REINVENTION

In the first few days of last year (2011), I wrote a post titled “Resilience.” The post was inspired by the life story of a masseuse at a spa that my wife and I visited. In short, the terrible challenges which she had overcome and her upbeat, “can do” perspective on life was a clarion call to me that despite the economic pain and suffering the country had endured since 2008, the trait of resilience was essential to a person’s recovery and success.

In this new year, my wife and I went to another spa and my young masseur’s story of his work trajectory revealed his reinvention and adaptability. He was from the Detroit area and had never finished college. He had picked up some IT skills and got a job working for Accenture in Chicago doing automated payroll process consulting. He felt Chicago offered cosmopolitan excitement and economic opportunity that Detroit could not. He worked crazy hours and made good money. He was a very young twenty-something who did not like the work stress and office politics. When his department functions were being moved to San Antonio, he decided not to move, took a severance package, and trained to be a massage therapist. Although he likes his job and his less pressured life style, he intends eventually to go to school to become a physical therapist. It will take him five years to get a master’s degree. He knows there is job growth in healthcare. His father, a railroad retiree, does not understand his desire to change careers every few years.

This kid represents the realities of the new economy and alternative career paths. He knows instinctively that he has to keep reinventing himself and be mobile.
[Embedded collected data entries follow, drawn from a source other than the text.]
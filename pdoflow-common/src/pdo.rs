//! Definitions and data types related to PDOs

use snafu::Snafu;

/// Represents a PDO mapping
///
/// Each mapping specifies one sub-object to be included in the PDO data bytes.
#[derive(Clone, Copy, Debug, PartialEq, Eq)]
#[cfg_attr(feature = "defmt", derive(defmt::Format))]
#[cfg_attr(
    feature = "std",
    derive(serde::Deserialize),
    serde(deny_unknown_fields)
)]
pub struct PdoMapping {
    /// The object index
    pub index: u16,
    /// The object sub index
    pub sub: u8,
    /// The size of the object to map, in **bits**
    pub size: u8,
}

impl PdoMapping {
    /// Convert a PdoMapping object to the u32 representation stored in the PdoMapping object
    pub fn to_object_value(&self) -> u32 {
        ((self.index as u32) << 16) | ((self.sub as u32) << 8) | (self.size as u32)
    }

    /// Create a PdoMapping object from the raw u32 representation stored in the PdoMapping object
    pub fn from_object_value(value: u32) -> Self {
        let index = (value >> 16) as u16;
        let sub = ((value >> 8) & 0xff) as u8;
        let size = (value & 0xff) as u8;
        Self { index, sub, size }
    }
}

/// Which way a PDO travels
///
/// PDO names are given from the device's point of view: the device receives RPDOs and transmits
/// TPDOs. pdoflow runs on the master, so an RPDO is outgoing and a TPDO incoming.
#[derive(Clone, Copy, Debug, PartialEq, Eq, Hash)]
#[cfg_attr(feature = "defmt", derive(defmt::Format))]
pub enum PdoDirection {
    /// Master to device (RPDO)
    Outgoing,
    /// Device to master (TPDO)
    Incoming,
}

impl core::fmt::Display for PdoDirection {
    fn fmt(&self, f: &mut core::fmt::Formatter<'_>) -> core::fmt::Result {
        match self {
            PdoDirection::Outgoing => write!(f, "RPDO"),
            PdoDirection::Incoming => write!(f, "TPDO"),
        }
    }
}

/// Error returned for raw transmission type values with no meaning
#[derive(Clone, Copy, Debug, PartialEq, Eq, Snafu)]
#[snafu(display("Reserved PDO transmission type {value}"))]
pub struct InvalidTransmissionType {
    /// The rejected raw value
    pub value: u8,
}

/// When a PDO moves across the wire
#[derive(Clone, Copy, Debug, PartialEq, Eq)]
#[cfg_attr(feature = "defmt", derive(defmt::Format))]
pub enum TransmissionType {
    /// Sent on the next SYNC after the application requested a transmission (raw value 0)
    SyncAcyclic,
    /// Sent, or expected, on every Nth SYNC (raw values 1-240)
    Cyclic(u8),
    /// Sent only when requested by a remote frame (raw values 252 and 253)
    OnRequest,
    /// Sent as soon as the application transmits; received data is handled on arrival (raw
    /// values 254 and 255)
    Event,
}

impl TransmissionType {
    /// Interpret a raw CANopen transmission type value
    pub fn from_raw(value: u8) -> Result<Self, InvalidTransmissionType> {
        match value {
            0 => Ok(TransmissionType::SyncAcyclic),
            1..=240 => Ok(TransmissionType::Cyclic(value)),
            252 | 253 => Ok(TransmissionType::OnRequest),
            254 | 255 => Ok(TransmissionType::Event),
            _ => InvalidTransmissionTypeSnafu { value }.fail(),
        }
    }

    /// The raw CANopen value for this transmission type
    pub fn to_raw(&self) -> u8 {
        match self {
            TransmissionType::SyncAcyclic => 0,
            TransmissionType::Cyclic(n) => *n,
            TransmissionType::OnRequest => 253,
            TransmissionType::Event => 255,
        }
    }

    /// True for the types that are driven by the SYNC tick
    pub fn is_synchronous(&self) -> bool {
        matches!(
            self,
            TransmissionType::SyncAcyclic | TransmissionType::Cyclic(_)
        )
    }
}

impl Default for TransmissionType {
    fn default() -> Self {
        TransmissionType::Cyclic(1)
    }
}

impl TryFrom<u8> for TransmissionType {
    type Error = InvalidTransmissionType;

    fn try_from(value: u8) -> Result<Self, Self::Error> {
        Self::from_raw(value)
    }
}

#[cfg(test)]
mod tests {
    use super::*;

    #[test]
    fn test_mapping_object_value() {
        let mapping = PdoMapping {
            index: 0x6064,
            sub: 0,
            size: 32,
        };
        assert_eq!(0x6064_0020, mapping.to_object_value());
        assert_eq!(mapping, PdoMapping::from_object_value(0x6064_0020));
    }

    #[test]
    fn test_transmission_type_raw() {
        assert_eq!(Ok(TransmissionType::Cyclic(10)), TransmissionType::from_raw(10));
        assert_eq!(Ok(TransmissionType::Event), TransmissionType::from_raw(254));
        assert_eq!(Ok(TransmissionType::SyncAcyclic), TransmissionType::from_raw(0));
        assert_eq!(
            Err(InvalidTransmissionType { value: 245 }),
            TransmissionType::from_raw(245)
        );
        assert_eq!(1, TransmissionType::Cyclic(1).to_raw());
        assert!(!TransmissionType::Event.is_synchronous());
    }
}
use std::io::Write;

use assertables::assert_contains;
use pdoflow_common::{
    messages::{CanId, NetworkClass, PdoAddress},
    network_config::{LoadError, NetworkConfig, PdoDefaultConfig},
    node_id::{CanNodeId, NodeAddress, PdoAddressError},
    pdo::{PdoDirection, PdoMapping, TransmissionType},
};

const CAN_CFG: &str = r#"
    class = "can"
    sync_period_us = 2000
    dispatch_priority = 80

    # Velocity command for the drive
    [nodes.1.pdos.rpdo.1]
    transmission_type = 1
    mappings = [
        { index=0x60FF, sub=0, size=32 },
    ]

    [nodes.1.pdos.tpdo.2]
    cob_id = 0x380
    add_node_id = true
    transmission_type = 10
    mappings = [
        { index=0x6064, sub=0, size=32 },
        { index=0x606C, sub=0, size=32 },
    ]
"#;

#[test]
fn test_can_config() {
    let cfg = NetworkConfig::load_from_str(CAN_CFG).expect("Failed to parse network config");
    assert_eq!(NetworkClass::Can, cfg.class);
    assert_eq!(2, cfg.sync_period().as_millis());
    assert_eq!(Some(80), cfg.dispatch_priority);

    let node = NodeAddress::Can(CanNodeId::new(1).unwrap());
    let node_cfg = cfg.node(node).expect("Node 1 missing");

    let rpdo = node_cfg.rpdo.get(&1).unwrap();
    assert_eq!(
        *rpdo,
        PdoDefaultConfig {
            cob_id: None,
            extended: false,
            add_node_id: false,
            transmission_type: TransmissionType::Cyclic(1),
            verify_fixed_mapping: true,
            mappings: vec![PdoMapping {
                index: 0x60FF,
                sub: 0,
                size: 32
            }],
        }
    );
    // Without a COB-ID the predefined connection set applies
    assert_eq!(
        Ok(PdoAddress::Cob(CanId::Std(0x301))),
        rpdo.address(node, PdoDirection::Outgoing, 1)
    );

    let tpdo = node_cfg.tpdo.get(&2).unwrap();
    assert_eq!(TransmissionType::Cyclic(10), tpdo.transmission_type);
    assert_eq!(2, tpdo.mappings.len());
    assert_eq!(
        Ok(PdoAddress::Cob(CanId::Std(0x381))),
        tpdo.address(node, PdoDirection::Incoming, 2)
    );
}

#[test]
fn test_ethercat_config() {
    const CFG: &str = r#"
        class = "ethercat"
        sync_period_us = 1000

        [nodes.1001.pdos.tpdo.0]
        transmission_type = 255
        verify_fixed_mapping = false
        mappings = [
            { index=0x6000, sub=1, size=1 },
            { index=0x6000, sub=2, size=1 },
        ]
    "#;
    let cfg = NetworkConfig::load_from_str(CFG).unwrap();
    let node = NodeAddress::EtherCat(1001);
    let tpdo = cfg.node(node).unwrap().tpdo.get(&0).unwrap();
    assert_eq!(TransmissionType::Event, tpdo.transmission_type);
    assert!(!tpdo.verify_fixed_mapping);
    assert_eq!(
        PdoAddress::Slot {
            station: 1001,
            slot: 0
        },
        tpdo.address(node, PdoDirection::Incoming, 0).unwrap()
    );
}

#[test]
fn test_load_from_file() {
    let mut file = tempfile::NamedTempFile::new().unwrap();
    file.write_all(CAN_CFG.as_bytes()).unwrap();
    let cfg = NetworkConfig::load_from_file(file.path()).unwrap();
    assert_eq!(1, cfg.nodes.len());

    let missing = NetworkConfig::load_from_file("/nonexistent/pdoflow.toml");
    assert!(matches!(missing, Err(LoadError::Io { .. })));
}

#[test]
fn test_invalid_configs() {
    let reserved_type = r#"
        class = "can"
        sync_period_us = 1000
        [nodes.2.pdos.rpdo.0]
        transmission_type = 245
    "#;
    let err = NetworkConfig::load_from_str(reserved_type).unwrap_err();
    assert!(matches!(
        err,
        LoadError::InvalidTransmissionType {
            node: 2,
            slot: 0,
            value: 245,
            ..
        }
    ));

    let bad_node = r#"
        class = "can"
        sync_period_us = 1000
        [nodes.200.pdos.rpdo.0]
        transmission_type = 1
    "#;
    assert!(matches!(
        NetworkConfig::load_from_str(bad_node),
        Err(LoadError::InvalidNodeId { id: 200 })
    ));

    let unknown_field = r#"
        class = "can"
        sync_period_us = 1000
        sync_period_ms = 1
    "#;
    let err = NetworkConfig::load_from_str(unknown_field).unwrap_err();
    assert_contains!(err.to_string(), "sync_period_ms");

    let zero_period = r#"
        class = "ethercat"
        sync_period_us = 0
    "#;
    assert!(matches!(
        NetworkConfig::load_from_str(zero_period),
        Err(LoadError::ZeroSyncPeriod)
    ));
}

#[test]
fn test_unaddressable_pdos() {
    // No predefined COB-ID beyond the fourth slot
    let high_slot = r#"
        class = "can"
        sync_period_us = 1000
        [nodes.1.pdos.rpdo.255]
        transmission_type = 1
    "#;
    let err = NetworkConfig::load_from_str(high_slot).unwrap_err();
    assert!(matches!(
        err,
        LoadError::InvalidPdoAddress {
            node: 1,
            direction: PdoDirection::Outgoing,
            slot: 255,
            source: PdoAddressError::SlotOutOfRange { slot: 255 },
        }
    ));
    assert_contains!(err.to_string(), "Node 1 RPDO 255");

    let wrapping_slot = r#"
        class = "can"
        sync_period_us = 1000
        [nodes.1.pdos.rpdo.6]
        transmission_type = 1
    "#;
    assert!(matches!(
        NetworkConfig::load_from_str(wrapping_slot),
        Err(LoadError::InvalidPdoAddress { slot: 6, .. })
    ));

    // 0x7FF + 2 no longer fits an 11-bit identifier
    let std_overflow = r#"
        class = "can"
        sync_period_us = 1000
        [nodes.2.pdos.tpdo.1]
        cob_id = 0x7FF
        add_node_id = true
        transmission_type = 1
    "#;
    assert!(matches!(
        NetworkConfig::load_from_str(std_overflow),
        Err(LoadError::InvalidPdoAddress {
            node: 2,
            direction: PdoDirection::Incoming,
            slot: 1,
            source: PdoAddressError::CobIdOutOfRange {
                raw: 0x801,
                bits: 11
            },
        })
    ));

    let u32_overflow = r#"
        class = "can"
        sync_period_us = 1000
        [nodes.127.pdos.tpdo.1]
        cob_id = 4294967295
        extended = true
        add_node_id = true
        transmission_type = 1
    "#;
    assert!(matches!(
        NetworkConfig::load_from_str(u32_overflow),
        Err(LoadError::InvalidPdoAddress {
            source: PdoAddressError::CobIdOutOfRange { bits: 29, .. },
            ..
        })
    ));

    // Extended identifiers may go above 0x7FF
    let extended = r#"
        class = "can"
        sync_period_us = 1000
        [nodes.2.pdos.tpdo.1]
        cob_id = 0x18FF0000
        extended = true
        add_node_id = true
        transmission_type = 1
    "#;
    let cfg = NetworkConfig::load_from_str(extended).unwrap();
    let node = NodeAddress::Can(CanNodeId::new(2).unwrap());
    let tpdo = cfg.node(node).unwrap().tpdo.get(&1).unwrap();
    assert_eq!(
        Ok(PdoAddress::Cob(CanId::Extended(0x18FF0002))),
        tpdo.address(node, PdoDirection::Incoming, 1)
    );
}
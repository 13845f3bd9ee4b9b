pub mod sim_bus;
pub mod sim_device;
pub mod utils;

pub mod prelude {
    pub use super::sim_bus::{SimBus, SimBusReceiver};
    pub use super::sim_device::SimDevice;
    pub use super::utils::{init_logging, run_ticks};
    pub use pdoflow_common::{
        CanId, CanNodeId, NetworkClass, NodeAddress, PdoAddress, PdoDirection, PdoFrame,
        PdoMapping, TransmissionType,
    };
    pub use pdoflow_engine::{
        ConfigError, Event, EventSignal, MappedVar, Network, NetworkOptions, Node, PdoContainer,
        PdoState, TransmitError, WaitError,
    };
}
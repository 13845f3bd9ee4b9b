//! Types for addressing the devices on a network
//!

use snafu::Snafu;

use crate::messages::{CanId, NetworkClass, PdoAddress};
use crate::constants::cob_ids;

/// Highest 11-bit identifier
const MAX_STD_ID: u32 = 0x7FF;
/// Highest 29-bit identifier
const MAX_EXTENDED_ID: u32 = 0x1FFF_FFFF;

/// Error returned when a PDO address cannot be resolved for a node
#[derive(Debug, Clone, Copy, PartialEq, Eq, Snafu)]
pub enum PdoAddressError {
    /// The slot has no COB-ID in the predefined connection set
    #[snafu(display(
        "Slot {slot} is outside the predefined connection set (0..{})",
        cob_ids::PREDEFINED_SLOTS
    ))]
    SlotOutOfRange {
        /// The rejected slot
        slot: u8,
    },
    /// The resolved COB-ID does not fit the identifier format
    #[snafu(display("COB-ID 0x{raw:X} does not fit a {bits}-bit identifier"))]
    CobIdOutOfRange {
        /// The COB-ID before any truncation
        raw: u64,
        /// Width of the requested identifier format
        bits: u8,
    },
}

/// Build a CAN ID from a resolved COB-ID, rejecting values the format cannot hold
pub fn checked_can_id(raw: u64, extended: bool) -> Result<CanId, PdoAddressError> {
    let (max, bits) = if extended {
        (MAX_EXTENDED_ID, 29)
    } else {
        (MAX_STD_ID, 11)
    };
    if raw > max as u64 {
        return CobIdOutOfRangeSnafu { raw, bits }.fail();
    }
    Ok(if extended {
        CanId::Extended(raw as u32)
    } else {
        CanId::Std(raw as u16)
    })
}

/// A newtype on u8 to enforce a valid CANopen node ID (1-127)
#[derive(Debug, Clone, Copy, PartialEq, Eq, PartialOrd, Ord, Hash)]
#[cfg_attr(feature = "defmt", derive(defmt::Format))]
pub struct CanNodeId(u8);

impl CanNodeId {
    /// Try to create a new CanNodeId
    ///
    /// It will fail if value is invalid (i.e. <1 or >127)
    pub const fn new(value: u8) -> Result<Self, InvalidNodeIdError> {
        if value > 0 && value < 128 {
            Ok(CanNodeId(value))
        } else {
            Err(InvalidNodeIdError)
        }
    }

    /// Get the raw node ID as a u8
    pub fn raw(&self) -> u8 {
        self.0
    }

    /// COB-ID of a PDO in the predefined connection set
    ///
    /// `base` is one of [`cob_ids::TPDO_BASE`] or [`cob_ids::RPDO_BASE`]; every slot adds 0x100.
    /// Slots from [`cob_ids::PREDEFINED_SLOTS`] on would collide with other function codes and
    /// are rejected.
    pub fn default_pdo_cob_id(&self, base: u16, slot: u8) -> Result<CanId, PdoAddressError> {
        if slot >= cob_ids::PREDEFINED_SLOTS {
            return SlotOutOfRangeSnafu { slot }.fail();
        }
        let raw = base as u64 + slot as u64 * 0x100 + self.0 as u64;
        checked_can_id(raw, false)
    }
}

impl core::fmt::Display for CanNodeId {
    fn fmt(&self, f: &mut core::fmt::Formatter<'_>) -> core::fmt::Result {
        write!(f, "{}", self.0)
    }
}

impl From<CanNodeId> for u8 {
    fn from(value: CanNodeId) -> Self {
        value.raw()
    }
}

impl TryFrom<u8> for CanNodeId {
    type Error = InvalidNodeIdError;

    fn try_from(value: u8) -> Result<Self, Self::Error> {
        CanNodeId::new(value)
    }
}

/// Identifies one device on a network
#[derive(Debug, Clone, Copy, PartialEq, Eq, PartialOrd, Ord, Hash)]
#[cfg_attr(feature = "defmt", derive(defmt::Format))]
pub enum NodeAddress {
    /// A CANopen node
    Can(CanNodeId),
    /// An EtherCAT device, by configured station address
    EtherCat(u16),
}

impl NodeAddress {
    /// The network class this address belongs to
    pub fn class(&self) -> NetworkClass {
        match self {
            NodeAddress::Can(_) => NetworkClass::Can,
            NodeAddress::EtherCat(_) => NetworkClass::EtherCat,
        }
    }

    /// A numeric identifier, used for logging and for "add node id" address offsets
    pub fn raw(&self) -> u16 {
        match self {
            NodeAddress::Can(id) => id.raw() as u16,
            NodeAddress::EtherCat(station) => *station,
        }
    }

    /// The default PDO address for a slot
    ///
    /// CANopen nodes use the predefined connection set; `base` selects the TPDO or RPDO function
    /// code. EtherCAT devices address the slot directly and ignore `base`.
    pub fn default_pdo_address(&self, base: u16, slot: u8) -> Result<PdoAddress, PdoAddressError> {
        match self {
            NodeAddress::Can(id) => Ok(PdoAddress::Cob(id.default_pdo_cob_id(base, slot)?)),
            NodeAddress::EtherCat(station) => Ok(PdoAddress::Slot {
                station: *station,
                slot,
            }),
        }
    }

    /// Shortcut for the default address of an outgoing (RPDO) slot
    pub fn rpdo_address(&self, slot: u8) -> Result<PdoAddress, PdoAddressError> {
        self.default_pdo_address(cob_ids::RPDO_BASE, slot)
    }

    /// Shortcut for the default address of an incoming (TPDO) slot
    pub fn tpdo_address(&self, slot: u8) -> Result<PdoAddress, PdoAddressError> {
        self.default_pdo_address(cob_ids::TPDO_BASE, slot)
    }
}

impl core::fmt::Display for NodeAddress {
    fn fmt(&self, f: &mut core::fmt::Formatter<'_>) -> core::fmt::Result {
        match self {
            NodeAddress::Can(id) => write!(f, "CAN node {id}"),
            NodeAddress::EtherCat(station) => write!(f, "EtherCAT station {station}"),
        }
    }
}

/// Error for converting u8 to a CanNodeId
#[derive(Debug, Clone, Copy, PartialEq, Eq)]
pub struct InvalidNodeIdError;

impl core::fmt::Display for InvalidNodeIdError {
    fn fmt(&self, f: &mut core::fmt::Formatter<'_>) -> core::fmt::Result {
        write!(f, "Invalid node ID")
    }
}
impl core::error::Error for InvalidNodeIdError {}
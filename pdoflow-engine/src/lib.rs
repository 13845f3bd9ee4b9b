//! A cyclic process data engine for CANopen and EtherCAT masters
//!
//! pdoflow maps typed process variables into PDOs, exchanges them on a fixed cycle from a
//! dedicated dispatch thread, and hands fresh data to application threads. It does not implement
//! the fieldbus itself: frames go out through a [`Transport`](common::traits::Transport), and
//! come back in through [`Network::deliver`].
//!
//! The pieces, leaf first:
//!
//! * [`MappedVar`] and [`DynVar`] are handles to process variables. Reading and writing them
//!   never blocks, from any thread.
//! * [`PdoContainer`] is an ordered set of variables forming one datagram, with a network
//!   address and a [`TransmissionType`](common::TransmissionType). Incoming containers can carry
//!   a [`ReceiveHook`].
//! * [`Node`] binds containers to a device's PDO slots, optionally verifying them against the
//!   device's object dictionary, and activates them while the device is operational.
//! * [`Network`] owns the dispatch thread. Each tick it decodes received PDOs and runs their
//!   hooks, then sends the outgoing PDOs that are due.
//! * [`EventSignal`] is the bit mask through which hooks wake application threads.
//!
//! # Example
//!
//! ```
//! use std::sync::Arc;
//! use std::time::Duration;
//! use pdoflow_engine::common::{
//!     traits::{Transport, TransportError},
//!     CanNodeId, NetworkClass, NodeAddress, PdoFrame, TransmissionType,
//! };
//! use pdoflow_engine::{
//!     Event, EventSignal, MappedVar, Network, NetworkOptions, Node, PdoContainer,
//! };
//!
//! struct NullTransport;
//! impl Transport for NullTransport {
//!     fn send(&self, _frame: &PdoFrame) -> Result<(), TransportError> {
//!         Ok(())
//!     }
//! }
//!
//! let network = Network::open(
//!     Arc::new(NullTransport),
//!     NetworkOptions::new(NetworkClass::Can, Duration::from_millis(2)),
//! )
//! .unwrap();
//! let drive = NodeAddress::Can(CanNodeId::new(1).unwrap());
//! let node = Node::new(&network, drive).unwrap();
//!
//! // Outgoing: target velocity, sent every cycle
//! let target_velocity = MappedVar::<i32>::new(0x60FF, 0);
//! let mut rpdo = PdoContainer::outgoing(NetworkClass::Can);
//! rpdo.init(drive.rpdo_address(1).unwrap()).unwrap();
//! rpdo.add_var(&target_velocity).unwrap();
//! rpdo.set_type(TransmissionType::Cyclic(1));
//! node.pdo_set(1, rpdo).unwrap();
//!
//! // Incoming: actual position, signalling bit 0 on arrival
//! let signal = Arc::new(EventSignal::new());
//! let position = MappedVar::<i32>::new(0x6064, 0);
//! let mut tpdo = PdoContainer::incoming(NetworkClass::Can);
//! tpdo.init(drive.tpdo_address(1).unwrap()).unwrap();
//! tpdo.add_var(&position).unwrap();
//! let hook_signal = signal.clone();
//! tpdo.set_received(move |_: &PdoContainer| hook_signal.set_bits(1)).unwrap();
//! node.pdo_set(1, tpdo).unwrap();
//!
//! node.start_node();
//! target_velocity.write(500);
//!
//! // Nothing answers on this transport, so the wait times out
//! signal.clear_bits(1);
//! assert!(Event::Any(1).wait(&signal, Some(Duration::from_millis(10))).is_err());
//! ```
#![warn(missing_docs, missing_debug_implementations)]
#![cfg_attr(docsrs, feature(doc_cfg))]

pub mod bits;
mod dispatch;
mod error;
mod event;
mod mapped_var;
mod network;
mod node;
mod pdo;
#[cfg(feature = "socketcan")]
#[cfg_attr(docsrs, doc(cfg(feature = "socketcan")))]
pub mod socketcan;
mod value;

pub use pdoflow_common as common;

pub use bits::BitField;
pub use error::{ConfigError, OpenError, TransmitError, WaitError};
pub use event::{Event, EventSignal};
pub use mapped_var::{DynVar, MappedVar};
pub use network::{
    DispatchStats, Network, NetworkGuard, NetworkOptions, NetworkRef, SyncMode,
    DISPATCH_THREAD_NAME,
};
pub use node::Node;
pub use pdo::{ConfiguredPdo, PdoContainer, PdoState, ReceiveHook, MAX_PDO_VARS};
pub use value::PdoValue;
use std::time::Duration;

use pdoflow_engine::Network;

/// Install a logger for test output; safe to call from every test
pub fn init_logging() {
    let _ = env_logger::builder().is_test(true).try_init();
}

/// Run `n` ticks on an externally paced network, one SYNC per completed tick
pub fn run_ticks(network: &Network, n: u64) -> u64 {
    let mut ticks = network.ticks();
    for _ in 0..n {
        network.sync();
        ticks = network
            .wait_for_tick(ticks + 1, Duration::from_secs(2))
            .expect("Dispatch thread did not complete the tick");
    }
    ticks
}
He does not resent this fact and this is all he has ever known in his short career.

He is not an executive or highly educated professional, but his situation is instructive. We must all reinvent ourselves and become adaptable in order to continue to be useful and relevant in the marketplace. If a person remains static, he will eventually be out of a job or lose his business.

I am glad that twenty years ago, as the result of my part-time appointment as an Illinois Human Rights Commissioner, I became involved in employment legal matters even though I had been a business, real estate and construction attorney. So as the real estate and construction industries cratered in the last recession, my long ago diversification into executive employment contracts has benefited my law practice. This “reinvention” and my longtime receptivity and relatively early adaptability to technology like laptops, the internet, and social media have kept me relevant and in the game over the years. This all, to be sure, is the result of a combination of serendipity and purposefulness.

My take away from the kid is that reinvention is constant and seems to be accelerating.This whole phenomenon reminds me of one of my father’s favorite admonitions: “Don’t rest on your laurels.”

3 responses

  1. Well said Cory, and you are well equipped to navigate the inevitable vicissitudes of work and life. When you stop creating new spaces for yourself, you stop growing and begin to decline. I know a couple of 80 and 90 year olds who keep pushing and doing new things. That’s probably why they are living so long.

    • I think one of the most interesting nuggets of human understanding (or lack thereof) is that as child, we do not understand the word no, it is hard for us to comprehend the phrase “it cannot be done,” but the older we get, the more inclined we are to accept this philosophy. You would think that with greater wisdom comes an even greater view of the world, its possibilities and our capabilities. I am a big fan of art and during the early 60’s there was a movement/style called “Neo- primitive” the basis of this movement was that the more primitive, simple or child like the motif, the more sophisticated the painting was considered. Your acquaintances may be in their 80’s or 90’s but they see the possibilities as a child. There truly is an elite sophistication in ones ability to pursue life’s passions as if one was a child.

  2. The thing that I love most about reinvention is that it means that you’ve truly reached a point, in your personal and professional space, where the only thing that you can do is create a new space for yourself. My dad always said that your only true career is life and every position you hold in life, is just a job. There is a certain feeling of freedom in reinvention that no other life endeavor will allow you to experience. I completed my undergraduate studies in Marketing and relocated to South Carolina with the marketing firm that I joined out of college. After my second promotion, I reached a certain comfort level in my space, or so it seemed at the time.

    It is very human to want more out of life, to know when we’ve reached an unsustainable level of content or discontent, as it defines our current existence. There is something very powerful, yet quiet, that happens inside of us when the time comes, and that something is what through the many steps that will define what reinvention ends up meaning to us. Reinvention comes to fruition, not only when one realizes that it is necessary, but when one is confident enough to take the necessary risks.

    Two years into my marketing career, within a year of my second promotion, I decided to go to graduate school to study Finance and Entrepreneurship. Within a few months of that quiet tugging, I found myself in my Jeep Cherokee, stuffed with everything that I owned at the time, embarking on the long drive back to Chicago to attend graduate school. Today I have an eight year (and counting) career in Finance. I am very happy, but as my confidence and curiosity grows through knowledge and experience of my world around, I find myself again moving towards that place where the only thing I can do is create new space for myself. Reinvention is an inevitable product of living in awareness, or simply aware that you are not living.